Pull out each line of the data that includes the word "NABS".

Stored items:
════════════════
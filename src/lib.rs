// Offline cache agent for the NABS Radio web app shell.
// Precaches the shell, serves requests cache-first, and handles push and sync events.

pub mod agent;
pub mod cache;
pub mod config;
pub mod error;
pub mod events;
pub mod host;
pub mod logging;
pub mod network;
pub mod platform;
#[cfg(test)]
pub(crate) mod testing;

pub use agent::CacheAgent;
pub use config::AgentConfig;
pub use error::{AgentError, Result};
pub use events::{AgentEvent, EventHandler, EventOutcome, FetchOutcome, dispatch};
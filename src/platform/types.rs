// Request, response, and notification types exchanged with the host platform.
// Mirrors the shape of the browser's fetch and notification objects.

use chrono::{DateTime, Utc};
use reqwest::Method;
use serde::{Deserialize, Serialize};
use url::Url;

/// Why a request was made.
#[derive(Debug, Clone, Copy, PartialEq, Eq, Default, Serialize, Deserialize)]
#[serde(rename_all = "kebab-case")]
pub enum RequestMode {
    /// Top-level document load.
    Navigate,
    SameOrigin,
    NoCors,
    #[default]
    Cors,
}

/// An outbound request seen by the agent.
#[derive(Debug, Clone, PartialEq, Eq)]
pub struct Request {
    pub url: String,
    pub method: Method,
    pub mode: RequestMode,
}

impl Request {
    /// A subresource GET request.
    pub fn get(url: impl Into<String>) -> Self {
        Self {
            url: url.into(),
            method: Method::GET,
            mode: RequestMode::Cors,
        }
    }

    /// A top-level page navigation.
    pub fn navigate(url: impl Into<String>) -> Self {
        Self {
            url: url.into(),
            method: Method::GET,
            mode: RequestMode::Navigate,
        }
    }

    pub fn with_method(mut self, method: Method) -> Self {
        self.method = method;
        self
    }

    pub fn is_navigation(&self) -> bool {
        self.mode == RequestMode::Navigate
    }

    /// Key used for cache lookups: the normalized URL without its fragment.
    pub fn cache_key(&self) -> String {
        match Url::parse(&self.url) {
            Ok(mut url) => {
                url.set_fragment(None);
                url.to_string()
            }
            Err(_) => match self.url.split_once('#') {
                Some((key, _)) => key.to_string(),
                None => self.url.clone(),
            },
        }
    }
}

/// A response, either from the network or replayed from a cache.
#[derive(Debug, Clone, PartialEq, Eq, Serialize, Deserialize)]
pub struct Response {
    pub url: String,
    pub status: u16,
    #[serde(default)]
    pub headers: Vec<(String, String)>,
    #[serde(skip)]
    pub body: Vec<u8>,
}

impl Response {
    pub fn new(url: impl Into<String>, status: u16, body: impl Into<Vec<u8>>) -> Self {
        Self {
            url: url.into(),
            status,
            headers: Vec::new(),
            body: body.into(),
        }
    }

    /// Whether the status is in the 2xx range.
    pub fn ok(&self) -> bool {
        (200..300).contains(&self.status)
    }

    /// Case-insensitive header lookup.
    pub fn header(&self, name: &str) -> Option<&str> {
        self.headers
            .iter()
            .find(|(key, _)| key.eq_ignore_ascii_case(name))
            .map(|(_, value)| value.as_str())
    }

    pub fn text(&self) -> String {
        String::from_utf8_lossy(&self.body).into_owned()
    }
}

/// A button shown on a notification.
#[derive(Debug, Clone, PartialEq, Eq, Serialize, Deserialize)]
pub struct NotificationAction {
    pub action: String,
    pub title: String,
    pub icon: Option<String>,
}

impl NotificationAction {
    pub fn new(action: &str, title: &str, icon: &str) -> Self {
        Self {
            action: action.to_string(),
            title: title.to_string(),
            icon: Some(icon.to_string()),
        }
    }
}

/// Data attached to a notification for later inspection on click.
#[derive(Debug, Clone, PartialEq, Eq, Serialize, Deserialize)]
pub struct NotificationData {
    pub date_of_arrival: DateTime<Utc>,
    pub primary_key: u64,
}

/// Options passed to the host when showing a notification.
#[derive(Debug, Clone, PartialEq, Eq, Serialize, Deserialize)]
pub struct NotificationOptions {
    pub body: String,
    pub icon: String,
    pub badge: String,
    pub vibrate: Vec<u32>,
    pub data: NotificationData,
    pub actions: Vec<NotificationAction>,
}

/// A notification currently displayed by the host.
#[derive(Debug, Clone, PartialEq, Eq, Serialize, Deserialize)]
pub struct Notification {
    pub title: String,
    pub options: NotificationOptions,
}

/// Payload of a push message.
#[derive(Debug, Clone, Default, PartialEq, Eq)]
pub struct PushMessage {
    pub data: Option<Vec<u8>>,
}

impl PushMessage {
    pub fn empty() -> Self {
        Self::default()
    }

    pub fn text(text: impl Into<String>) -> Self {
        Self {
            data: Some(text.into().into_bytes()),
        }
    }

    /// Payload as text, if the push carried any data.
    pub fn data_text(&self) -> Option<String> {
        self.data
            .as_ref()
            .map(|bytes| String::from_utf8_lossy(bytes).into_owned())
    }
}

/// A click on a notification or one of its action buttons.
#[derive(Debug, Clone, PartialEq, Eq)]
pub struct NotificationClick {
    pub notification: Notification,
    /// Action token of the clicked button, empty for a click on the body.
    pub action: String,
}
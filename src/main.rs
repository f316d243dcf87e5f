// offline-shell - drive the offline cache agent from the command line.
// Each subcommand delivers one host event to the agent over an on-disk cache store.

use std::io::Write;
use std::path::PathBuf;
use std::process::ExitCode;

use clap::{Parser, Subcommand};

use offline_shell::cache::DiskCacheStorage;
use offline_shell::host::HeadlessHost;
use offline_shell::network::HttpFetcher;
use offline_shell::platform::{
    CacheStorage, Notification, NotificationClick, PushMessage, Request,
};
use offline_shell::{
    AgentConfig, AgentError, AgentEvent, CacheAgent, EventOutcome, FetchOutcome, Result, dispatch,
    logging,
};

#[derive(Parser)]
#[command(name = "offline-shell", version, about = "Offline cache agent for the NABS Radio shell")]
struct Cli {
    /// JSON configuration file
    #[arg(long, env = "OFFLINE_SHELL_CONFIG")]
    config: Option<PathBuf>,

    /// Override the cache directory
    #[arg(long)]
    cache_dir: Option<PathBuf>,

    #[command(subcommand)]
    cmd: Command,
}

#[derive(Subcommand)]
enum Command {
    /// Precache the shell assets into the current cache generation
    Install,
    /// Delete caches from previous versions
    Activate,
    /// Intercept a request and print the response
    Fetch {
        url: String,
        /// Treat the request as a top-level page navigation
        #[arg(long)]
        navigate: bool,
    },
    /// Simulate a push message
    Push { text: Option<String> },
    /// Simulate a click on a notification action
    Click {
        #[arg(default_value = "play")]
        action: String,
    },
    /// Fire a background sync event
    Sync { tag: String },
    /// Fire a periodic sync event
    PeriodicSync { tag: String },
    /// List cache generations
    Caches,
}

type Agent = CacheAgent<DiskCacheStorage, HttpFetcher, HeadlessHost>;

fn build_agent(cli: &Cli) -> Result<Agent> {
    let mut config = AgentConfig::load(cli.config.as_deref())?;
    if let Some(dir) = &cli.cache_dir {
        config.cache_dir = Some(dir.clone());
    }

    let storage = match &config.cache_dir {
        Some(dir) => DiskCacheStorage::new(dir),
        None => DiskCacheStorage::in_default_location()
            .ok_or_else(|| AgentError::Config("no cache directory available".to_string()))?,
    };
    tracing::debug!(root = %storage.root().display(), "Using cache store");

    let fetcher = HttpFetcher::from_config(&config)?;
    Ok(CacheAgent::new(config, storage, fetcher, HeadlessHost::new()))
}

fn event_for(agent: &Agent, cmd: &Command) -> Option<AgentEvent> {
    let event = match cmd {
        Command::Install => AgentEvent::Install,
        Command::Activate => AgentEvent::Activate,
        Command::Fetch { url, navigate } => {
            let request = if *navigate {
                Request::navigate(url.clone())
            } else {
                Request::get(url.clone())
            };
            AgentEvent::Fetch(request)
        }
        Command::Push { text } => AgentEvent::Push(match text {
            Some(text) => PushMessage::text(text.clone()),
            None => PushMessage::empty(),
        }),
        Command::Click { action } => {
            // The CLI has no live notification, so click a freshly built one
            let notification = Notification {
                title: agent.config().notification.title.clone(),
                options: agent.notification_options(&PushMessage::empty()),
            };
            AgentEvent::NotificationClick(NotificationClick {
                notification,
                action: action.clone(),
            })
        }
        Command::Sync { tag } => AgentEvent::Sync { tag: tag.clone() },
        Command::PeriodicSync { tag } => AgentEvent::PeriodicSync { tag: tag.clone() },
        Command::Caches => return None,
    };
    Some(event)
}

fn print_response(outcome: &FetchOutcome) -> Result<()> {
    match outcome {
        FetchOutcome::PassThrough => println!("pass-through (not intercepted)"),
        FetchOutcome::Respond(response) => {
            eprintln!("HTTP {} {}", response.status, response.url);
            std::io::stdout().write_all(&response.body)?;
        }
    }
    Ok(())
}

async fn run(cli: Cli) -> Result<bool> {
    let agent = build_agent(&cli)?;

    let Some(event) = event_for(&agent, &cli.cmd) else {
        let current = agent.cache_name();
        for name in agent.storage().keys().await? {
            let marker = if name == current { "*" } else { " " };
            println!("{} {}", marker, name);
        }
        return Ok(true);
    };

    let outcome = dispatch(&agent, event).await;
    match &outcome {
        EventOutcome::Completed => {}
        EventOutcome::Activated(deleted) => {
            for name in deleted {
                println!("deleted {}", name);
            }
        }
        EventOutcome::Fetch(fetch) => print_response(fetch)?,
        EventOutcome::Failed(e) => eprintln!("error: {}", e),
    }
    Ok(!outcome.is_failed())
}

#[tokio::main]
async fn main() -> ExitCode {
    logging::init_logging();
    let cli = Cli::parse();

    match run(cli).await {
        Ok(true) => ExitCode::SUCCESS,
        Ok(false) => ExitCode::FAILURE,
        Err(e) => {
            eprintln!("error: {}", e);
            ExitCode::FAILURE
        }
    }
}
════════════════
Answer space:
// Offline cache agent for the NABS Radio web app shell.
#[command(name = "offline-shell", version, about = "Offline cache agent for the NABS Radio shell")]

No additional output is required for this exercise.